In 2013, the Supreme Court issued a peremptory (final) ruling saying that the Shamasneh family needs to leave its home.
Such evictions occur in cases where Arabs have been living in properties owned by Jews who were forced out when Jordan seized eastern Jerusalem in 1948.
These properties were under the jurisdiction of the Jordanian Custodian of Enemy Property. Arab refugees, mainly from the Jerusalem area, were housed in them.
Meanwhile on Friday, dozens gathered in Sheikh Jarrah to show solidarity with the Shamasneh family and others who are under the threat of eviction. They marched from the neighborhood’s main square to the Shamasneh home, and then back to the square.
Eyal Raz, a leading activist and who is close to the Shamasneh family who attended the rally, told The Jerusalem Post that he hopes the court will grant a delay for the eviction, and that an appeal to the Bailiff’s Office will buy the family further time to raise awareness of its case.
“I hope that Ghalia’s claims will be checked in the proper manner, with all seriousness,” said Raz.
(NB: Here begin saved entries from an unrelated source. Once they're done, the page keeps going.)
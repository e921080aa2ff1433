//! Robust aggregation of sampled skin colors
//!
//! - Tukey (IQR) outlier filtering on lightness
//! - Trimmed Lab mean over the surviving samples
//! - Chroma variability used to discount undertone confidence

use crate::color::LabColor;
use crate::config::OutlierConfig;
use crate::constants::statistics;

/// Lower quartile, upper quartile and their spread
#[derive(Debug, Clone, Copy, PartialEq)]
pub struct Quartiles {
    pub q1: f64,
    pub q3: f64,
    pub iqr: f64,
}

/// Quartiles by sorted index, `sorted[floor(n * 0.25)]` and
/// `sorted[floor(n * 0.75)]`. Returns `None` for an empty slice.
pub fn compute_iqr(values: &[f64]) -> Option<Quartiles> {
    if values.is_empty() {
        return None;
    }
    let mut sorted = values.to_vec();
    sorted.sort_by(f64::total_cmp);

    let n = sorted.len() as f64;
    let q1 = sorted[(n * statistics::Q1_FRACTION).floor() as usize];
    let q3 = sorted[(n * statistics::Q3_FRACTION).floor() as usize];
    Some(Quartiles { q1, q3, iqr: q3 - q1 })
}

/// Tukey fence filter over scalar samples
#[derive(Debug, Clone, Copy, PartialEq)]
pub struct OutlierFilter {
    min_samples: usize,
    iqr_multiplier: f64,
}

impl Default for OutlierFilter {
    fn default() -> Self {
        Self::new()
    }
}

impl From<&OutlierConfig> for OutlierFilter {
    fn from(config: &OutlierConfig) -> Self {
        Self::with_params(config.min_samples, config.iqr_multiplier)
    }
}

impl OutlierFilter {
    /// Create a filter with the standard 1.5 × IQR fences
    pub fn new() -> Self {
        Self {
            min_samples: statistics::MIN_OUTLIER_SAMPLES,
            iqr_multiplier: statistics::IQR_MULTIPLIER,
        }
    }

    /// Create a filter with custom parameters
    pub fn with_params(min_samples: usize, iqr_multiplier: f64) -> Self {
        Self {
            min_samples,
            iqr_multiplier,
        }
    }

    /// Inclusive `(lower, upper)` fences, or `None` when there are too
    /// few values to filter.
    pub fn fences(&self, values: &[f64]) -> Option<(f64, f64)> {
        if values.len() < self.min_samples {
            return None;
        }
        let Quartiles { q1, q3, iqr } = compute_iqr(values)?;
        Some((q1 - self.iqr_multiplier * iqr, q3 + self.iqr_multiplier * iqr))
    }

    /// Values inside the fences, in input order
    pub fn filter(&self, values: &[f64]) -> Vec<f64> {
        match self.fences(values) {
            Some((lower, upper)) => values
                .iter()
                .copied()
                .filter(|v| *v >= lower && *v <= upper)
                .collect(),
            None => values.to_vec(),
        }
    }

    /// Samples whose lightness survives the filter, in input order.
    ///
    /// Retention is decided by value, so samples with equal `l` are kept
    /// or dropped together.
    pub fn retain_by_lightness(&self, samples: &[LabColor]) -> Vec<LabColor> {
        let lightness: Vec<f64> = samples.iter().map(|s| s.l).collect();
        match self.fences(&lightness) {
            Some((lower, upper)) => samples
                .iter()
                .copied()
                .filter(|s| s.l >= lower && s.l <= upper)
                .collect(),
            None => samples.to_vec(),
        }
    }
}

/// Drop outliers with the default 1.5 × IQR fences.
///
/// Fewer than 8 values are returned unchanged.
pub fn filter_outliers(values: &[f64]) -> Vec<f64> {
    OutlierFilter::new().filter(values)
}

/// Component-wise mean. An empty slice yields `{0, 0, 0}`.
pub fn mean_lab(samples: &[LabColor]) -> LabColor {
    let sum = samples.iter().fold(LabColor::default(), |acc, s| LabColor {
        l: acc.l + s.l,
        a: acc.a + s.a,
        b: acc.b + s.b,
    });
    let count = samples.len().max(1) as f64;
    LabColor::new(sum.l / count, sum.a / count, sum.b / count)
}

/// Spread of the chroma plane scaled into a confidence penalty.
///
/// `sqrt(mean((a - ā)² + (b - b̄)²)) / 50`, capped at 0.4. No samples
/// means maximum uncertainty.
pub fn compute_variability(samples: &[LabColor]) -> f64 {
    if samples.is_empty() {
        return statistics::MAX_VARIABILITY;
    }
    let n = samples.len() as f64;
    let mean_a = samples.iter().map(|s| s.a).sum::<f64>() / n;
    let mean_b = samples.iter().map(|s| s.b).sum::<f64>() / n;

    let variance = samples
        .iter()
        .map(|s| (s.a - mean_a).powi(2) + (s.b - mean_b).powi(2))
        .sum::<f64>()
        / n;

    (variance.sqrt() / statistics::VARIABILITY_SCALE).min(statistics::MAX_VARIABILITY)
}
//! Color space conversion utilities
//!
//! Provides the sRGB (0-255) → XYZ → CIE Lab conversion used for skin
//! sampling, plus display conversions (LCh, sRGB, hex) built on `palette`.
//!
//! The analysis conversion is written out rather than delegated to
//! `palette` because its matrix and Lab constants are the rounded
//! four-digit values the tone thresholds were tuned against.

use palette::{white_point::D65, FromColor, Lab, Lch, Srgb};
use serde::{Deserialize, Serialize};

use crate::constants::{lab, srgb, D65_WHITE_POINT_XYZ};
use crate::{AnalysisError, Result};

/// A CIE Lab color with `f64` components.
#[derive(Debug, Clone, Copy, PartialEq, Default, Serialize, Deserialize)]
pub struct LabColor {
    /// Lightness, 0 (black) to 100 (white)
    pub l: f64,
    /// Green (negative) to red (positive)
    pub a: f64,
    /// Blue (negative) to yellow (positive)
    pub b: f64,
}

impl LabColor {
    pub const fn new(l: f64, a: f64, b: f64) -> Self {
        Self { l, a, b }
    }

    /// Chroma, the distance from the neutral axis
    pub fn chroma(&self) -> f64 {
        self.a.hypot(self.b)
    }
}

impl From<LabColor> for Lab<D65, f64> {
    fn from(color: LabColor) -> Self {
        Lab::new(color.l, color.a, color.b)
    }
}

impl From<Lab<D65, f64>> for LabColor {
    fn from(color: Lab<D65, f64>) -> Self {
        LabColor::new(color.l, color.a, color.b)
    }
}

/// CIE XYZ tristimulus values relative to a white of Y = 1.
#[derive(Debug, Clone, Copy, PartialEq)]
pub struct XyzColor {
    pub x: f64,
    pub y: f64,
    pub z: f64,
}

/// Undo the sRGB transfer curve for one 8-bit channel.
fn linearize(value: u8) -> f64 {
    let channel = f64::from(value) / 255.0;
    if channel <= srgb::LINEAR_THRESHOLD {
        channel / srgb::LINEAR_SLOPE
    } else {
        ((channel + 0.055) / 1.055).powf(2.4)
    }
}

/// Lab companding function.
fn lab_f(t: f64) -> f64 {
    if t > lab::EPSILON {
        t.cbrt()
    } else {
        lab::KAPPA_SLOPE * t + lab::OFFSET
    }
}

/// Convert 8-bit sRGB to XYZ (D65).
pub fn rgb_to_xyz(r: u8, g: u8, b: u8) -> XyzColor {
    let (rl, gl, bl) = (linearize(r), linearize(g), linearize(b));
    let m = &srgb::TO_XYZ;
    XyzColor {
        x: rl * m[0][0] + gl * m[0][1] + bl * m[0][2],
        y: rl * m[1][0] + gl * m[1][1] + bl * m[1][2],
        z: rl * m[2][0] + gl * m[2][1] + bl * m[2][2],
    }
}

/// Convert XYZ to CIE Lab against the D65 reference white.
pub fn xyz_to_lab(xyz: XyzColor) -> LabColor {
    let [ref_x, ref_y, ref_z] = D65_WHITE_POINT_XYZ;
    let fx = lab_f(xyz.x / ref_x);
    let fy = lab_f(xyz.y / ref_y);
    let fz = lab_f(xyz.z / ref_z);

    LabColor {
        l: 116.0 * fy - 16.0,
        a: 500.0 * (fx - fy),
        b: 200.0 * (fy - fz),
    }
}

/// Convert 8-bit sRGB to CIE Lab.
pub fn rgb_to_lab(r: u8, g: u8, b: u8) -> LabColor {
    xyz_to_lab(rgb_to_xyz(r, g, b))
}

/// Display conversions for analysis results
#[derive(Debug, Clone, Copy, Default)]
pub struct ColorConverter;

impl ColorConverter {
    pub fn new() -> Self {
        Self
    }

    /// Convert Lab to LCh (cylindrical representation)
    pub fn lab_to_lch(&self, color: LabColor) -> Lch<D65, f64> {
        Lch::from_color(Lab::<D65, f64>::from(color))
    }

    /// Convert Lab to sRGB, clamped to the displayable gamut
    pub fn lab_to_srgb(&self, color: LabColor) -> Srgb<f64> {
        let srgb = Srgb::from_color(Lab::<D65, f64>::from(color));
        Srgb::new(
            srgb.red.clamp(0.0, 1.0),
            srgb.green.clamp(0.0, 1.0),
            srgb.blue.clamp(0.0, 1.0),
        )
    }

    /// Convert sRGB to hexadecimal color string (e.g. "#FF0000")
    pub fn srgb_to_hex(&self, srgb: Srgb<f64>) -> String {
        let r = (srgb.red * 255.0).round() as u8;
        let g = (srgb.green * 255.0).round() as u8;
        let b = (srgb.blue * 255.0).round() as u8;
        format!("#{:02X}{:02X}{:02X}", r, g, b)
    }

    /// Convert Lab straight to a hex swatch
    pub fn lab_to_hex(&self, color: LabColor) -> String {
        self.srgb_to_hex(self.lab_to_srgb(color))
    }

    /// Parse hexadecimal color string ("#FF0000" or "FF0000") to sRGB
    ///
    /// # Errors
    ///
    /// Returns `InvalidParameter` if the string is not six hex digits
    pub fn hex_to_srgb(&self, hex: &str) -> Result<Srgb<f64>> {
        let digits = hex.trim_start_matches('#');
        if digits.len() != 6 || !digits.is_ascii() {
            return Err(AnalysisError::invalid_parameter("hex", hex));
        }

        let channel = |range: std::ops::Range<usize>| {
            u8::from_str_radix(&digits[range], 16)
                .map(|v| f64::from(v) / 255.0)
                .map_err(|_| AnalysisError::invalid_parameter("hex", hex))
        };

        Ok(Srgb::new(channel(0..2)?, channel(2..4)?, channel(4..6)?))
    }
}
“A thorough check means that all properties in the Sheikh Jarrah neighborhood should be regulated, and the boundaries of all blocks and parcels should be clarified. There is a possibility that after this kind of examination, we would find out that the Shamasneh home is not in the block/parcel that was mentioned in the Supreme Court ruling,” he said.
Raz then reiterated the family’s assertion that the issue is not a legal one but rather a political dispute.
“It doesn’t matter whether you are right-wing or left-wing,” he said, “we all know that this is not just an ordinary real estate-related disagreement.
It is understood, especially by the local residents – dozens of families here are under the threat of eviction – but also by other Israelis, that in the center of the dispute here stands an ambition to build a new settlement in east Jerusalem.
“Israelis understand that such a move is against our interest,” said Raz. “They are not interested in opening the ‘1948 cases’ [i.e., in claiming Jewish properties from before the War of Independence].
We know that at some point it [the property claims] would be bidirectional, and then there is Baka, Talbiyeh, Katamon [neighborhoods that were Arab before the war] etc, and that is only in Jerusalem.”
Laura Wharton (Meretz-Labor), opposition leader in the Jerusalem City Council, told the Post at the rally that this case is a test for the State of Israel on how it treats residents who lived here before it came under Israeli rule.
“A major ethical question is raised here,” said Wharton, who stressed that on the one hand, not allowing Arab residents to claim their property as well [as Jews can do] is discriminatory, and on the other hand, letting them do so would threaten the Zionist enterprise.
“As an Israeli patriot who cares about the character of the country, and about its moral level, I am saddened to see that the government allows these kind of things to happen,” she said.
“I think that the government should step in and appropriate the properties and give them to the people living in them [Palestinians],” said Wharton, echoing remarks made by former attorney-general Michael Ben-Yair last week.
“We should find a just solution,” she said.